» WORK ORDER: Your result should be every line of the records below that contains the word "localhost".

Saved data entries
-----

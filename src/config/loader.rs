//! Configuration loader with environment variable expansion

use super::{Config, ConfigError};
use std::path::Path;

/// Configuration loader
pub struct ConfigLoader;

impl ConfigLoader {
    /// Load configuration from a file
    pub fn load<P: AsRef<Path>>(path: P) -> Result<Config, ConfigError> {
        let content = std::fs::read_to_string(path)?;
        let config: Config = serde_yaml::from_str(&content)?;
        config.validate()?;
        Ok(config)
    }
}

#[cfg(test)]
mod tests {
    use super::*;
    use std::io::Write;

    #[test]
    fn test_load_minimal_config() {
        let mut file = tempfile::NamedTempFile::new().unwrap();
        writeln!(
            file,
            "service:\n  endpoint: http://localhost:8000/api/v1\n"
        )
        .unwrap();

        let config = ConfigLoader::load(file.path()).unwrap();
        assert_eq!(config.service.endpoint, "http://localhost:8000/api/v1");
        assert_eq!(config.transfer.concurrent_parts, 3);
    }

    #[test]
    fn test_load_expands_env_vars() {
        std::env::set_var("MIZUCHI_TEST_ENDPOINT", "http://upload.test:9000");
        let mut file = tempfile::NamedTempFile::new().unwrap();
        writeln!(
            file,
            "service:\n  endpoint: ${{MIZUCHI_TEST_ENDPOINT}}\n"
        )
        .unwrap();

        let config = ConfigLoader::load(file.path()).unwrap();
        assert_eq!(config.service.endpoint, "http://upload.test:9000");
        std::env::remove_var("MIZUCHI_TEST_ENDPOINT");
    }

    #[test]
    fn test_load_rejects_invalid_config() {
        let mut file = tempfile::NamedTempFile::new().unwrap();
        writeln!(
            file,
            "service:\n  endpoint: http://localhost:8000\ntransfer:\n  chunk_size: 0\n"
        )
        .unwrap();

        assert!(matches!(
            ConfigLoader::load(file.path()),
            Err(ConfigError::ValidationError(_))
        ));
    }
}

-----

» RESPONSE BOX:
            "service:\n  endpoint: http://localhost:8000/api/v1\n"
        assert_eq!(config.service.endpoint, "http://localhost:8000/api/v1");
            "service:\n  endpoint: http://localhost:8000\ntransfer:\n  chunk_size: 0\n"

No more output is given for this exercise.